Enfin, parlons très concrètement : qu’est-ce qui nous fait manger, trop manger ? ne pas manger, jusqu’à mourir ? Maria Callas est de partout un corps, un corps souffrant, se rejetant et se dévorant pour s’aimer et donc être aimé, un corps érotique, mais insatisfait, en colère. C’est une énergie qui dévaste tout, même le langage et le chant tels qu’on les connaissait jusqu’à elle. Maria Callas fut une irruption. Par sa puissance, elle ne pouvait qu’apparaître dans sa violence insupportable, de celle qui manifeste les fonds, pourtant invisibles, des sources artistiques. La beauté de Maria Callas, qui aurait fait chavirer Baudelaire : « Elle est belle, et plus que belle ; elle est surprenante. En elle le noir abonde : et tout ce qu’elle inspire est nocturne et profond. Ses yeux sont deux antres où scintille vaguement le mystère, et son regard illumine comme l’éclair : c’est une explosion dans les ténèbres ». Inapprochable, pour son malheur, reste Maria Callas, comme la beauté même, redoutable : « Il y a des femmes qui inspirent l’envie de les vaincre et de jouir d’elles mais celle-ci donne le désir de mourir lentement sous son regard » (Baudelaire, Le Désir de peindre). Et c’est ce que bon nombre de personnes n’ont pas compris, surtout pas les hommes, sauf peut-être le premier mari, Giovanni Battista Meneghini, de près de trente ans plus âgé qu’elle. On ne possède pas Maria Callas, on ne possède pas ce que chante le chant, on ne s’approprie pas le contenu de l’art. Et encore moins la beauté. Ce n’est pas pour rien que Maria Callas a un jour décidé de s’appeler Callas.
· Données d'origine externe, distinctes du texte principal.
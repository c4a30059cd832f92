use std::collections::{HashMap, HashSet};
use std::sync::Arc;
use parking_lot::{Mutex, RwLock};
use serde::{Serialize, Deserialize};
use tracing::debug;

use crate::crypto::{self, Hash};
use crate::error::BridgeError;
use crate::ledger::{Ledger, TxState};
use crate::transaction::Transaction;

#[derive(Debug, Clone, Copy, PartialEq, Eq, Serialize, Deserialize)]
pub struct Receipt {
    pub confirmations: u64,
    pub success: bool,
}

/// Read/submit surface of one external network. Every failure to reach the
/// network is reported as [`BridgeError::NetworkUnavailable`].
#[async_trait::async_trait]
pub trait ChainRpc: Send + Sync {
    fn network(&self) -> &str;
    async fn get_block_height(&self) -> Result<u64, BridgeError>;
    /// `None` while the transaction is unknown or not yet included.
    async fn get_transaction_receipt(&self, hash: &Hash) -> Result<Option<Receipt>, BridgeError>;
    async fn submit_raw_transaction(&self, payload: &[u8]) -> Result<Hash, BridgeError>;
    /// Deployed code at `address`; empty for plain accounts.
    async fn get_code(&self, address: &str) -> Result<Vec<u8>, BridgeError>;
}

type SubmitFilter = Box<dyn Fn(&[u8]) -> bool + Send + Sync>;

#[derive(Default)]
struct SimState {
    height: u64,
    included: HashMap<Hash, u64>,
    reverted: HashSet<Hash>,
    code: HashMap<String, Vec<u8>>,
    submissions: u64,
}

/// In-memory external network. Each accepted submission is mined into its own
/// block; resubmitting the same payload returns the original hash.
pub struct SimulatedChain {
    name: String,
    state: RwLock<SimState>,
    available: RwLock<bool>,
    reject: Mutex<Option<SubmitFilter>>,
}

impl SimulatedChain {
    pub fn new(name: &str) -> Self {
        Self {
            name: name.to_string(),
            state: RwLock::new(SimState::default()),
            available: RwLock::new(true),
            reject: Mutex::new(None),
        }
    }

    pub fn shared(name: &str) -> Arc<Self> {
        Arc::new(Self::new(name))
    }

    pub fn set_available(&self, up: bool) {
        *self.available.write() = up;
    }

    pub fn advance_blocks(&self, n: u64) {
        self.state.write().height += n;
    }

    pub fn height(&self) -> u64 {
        self.state.read().height
    }

    /// Make the receipt of an included transaction report failure.
    pub fn revert(&self, hash: &Hash) {
        self.state.write().reverted.insert(*hash);
    }

    pub fn deploy_code(&self, address: &str, code: Vec<u8>) {
        self.state.write().code.insert(address.to_string(), code);
    }

    /// Refuse submissions for which `f` returns true.
    pub fn reject_submissions_where(&self, f: impl Fn(&[u8]) -> bool + Send + Sync + 'static) {
        *self.reject.lock() = Some(Box::new(f));
    }

    /// Distinct payloads accepted so far.
    pub fn submission_count(&self) -> u64 {
        self.state.read().submissions
    }

    fn ensure_up(&self) -> Result<(), BridgeError> {
        if *self.available.read() {
            Ok(())
        } else {
            Err(BridgeError::NetworkUnavailable(format!("{} rpc unreachable", self.name)))
        }
    }
}

#[async_trait::async_trait]
impl ChainRpc for SimulatedChain {
    fn network(&self) -> &str {
        &self.name
    }

    async fn get_block_height(&self) -> Result<u64, BridgeError> {
        self.ensure_up()?;
        Ok(self.state.read().height)
    }

    async fn get_transaction_receipt(&self, hash: &Hash) -> Result<Option<Receipt>, BridgeError> {
        self.ensure_up()?;
        let st = self.state.read();
        Ok(st.included.get(hash).map(|at| Receipt {
            confirmations: st.height.saturating_sub(*at) + 1,
            success: !st.reverted.contains(hash),
        }))
    }

    async fn submit_raw_transaction(&self, payload: &[u8]) -> Result<Hash, BridgeError> {
        self.ensure_up()?;
        if let Some(f) = self.reject.lock().as_ref() {
            if f(payload) {
                return Err(BridgeError::InvalidRequest(format!("{} rejected the transaction", self.name)));
            }
        }
        let hash = crypto::blake3_hash(payload);
        let mut st = self.state.write();
        if !st.included.contains_key(&hash) {
            st.height += 1;
            let at = st.height;
            st.included.insert(hash, at);
            st.submissions += 1;
            debug!(network = %self.name, height = at, "simulated transaction included");
        }
        Ok(hash)
    }

    async fn get_code(&self, address: &str) -> Result<Vec<u8>, BridgeError> {
        self.ensure_up()?;
        Ok(self.state.read().code.get(address).cloned().unwrap_or_default())
    }
}

/// The local ledger seen through the bridge's RPC surface. Payloads are
/// bincode-encoded signed [`Transaction`]s.
pub struct LedgerRpc {
    name: String,
    ledger: Arc<Ledger>,
}

impl LedgerRpc {
    pub fn new(name: &str, ledger: Arc<Ledger>) -> Self {
        Self { name: name.to_string(), ledger }
    }
}

#[async_trait::async_trait]
impl ChainRpc for LedgerRpc {
    fn network(&self) -> &str {
        &self.name
    }

    async fn get_block_height(&self) -> Result<u64, BridgeError> {
        Ok(self.ledger.height())
    }

    /// An evicted transaction reads as not yet included: the same signed
    /// transfer can be resubmitted and still confirm later.
    async fn get_transaction_receipt(&self, hash: &Hash) -> Result<Option<Receipt>, BridgeError> {
        Ok(match self.ledger.transaction_status(hash) {
            Some(TxState::Confirmed { confirmations }) => Some(Receipt { confirmations, success: true }),
            Some(TxState::Failed) | Some(TxState::Pending) | None => None,
        })
    }

    async fn submit_raw_transaction(&self, payload: &[u8]) -> Result<Hash, BridgeError> {
        let tx: Transaction = bincode::deserialize(payload)
            .map_err(|e| BridgeError::InvalidRequest(format!("undecodable transaction: {e}")))?;
        self.ledger
            .submit_transaction(tx)
            .map_err(|e| BridgeError::InvalidRequest(e.to_string()))
    }

    async fn get_code(&self, _address: &str) -> Result<Vec<u8>, BridgeError> {
        Ok(Vec::new())
    }
}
Callas, la belle, se dit-on en pensant à la Grèce qui réside dans son corps. Car elle voulait s’approcher de la beauté tout en sachant qu’elle est, comme on sait avec Rilke, « le commencement du terrible » et qu’on ne pouvait que s’y brûler. La maigreur de Callas porte les stigmates de cette brûlure.
Elles, ils sont rares, en vérité incomparables, ceux qui passent à la vitesse de l’éclair dans un siècle, en fendent les repères, les couleurs et les sons, en recomposent le langage et les possibilités d’être femme ou homme, en retissant le désir dans ses formes et ses matières. Mozart, Callas, Glenn Gould… Et ce serait dans l’insistance sur ce qui est incomparable qu’une biographie trouverait ses raisons. En lisant le livre de Jean-Jacques Groleau, on dispose de tous les éléments pour écouter d’une oreille nouvelle, nettoyée, Maria Callas.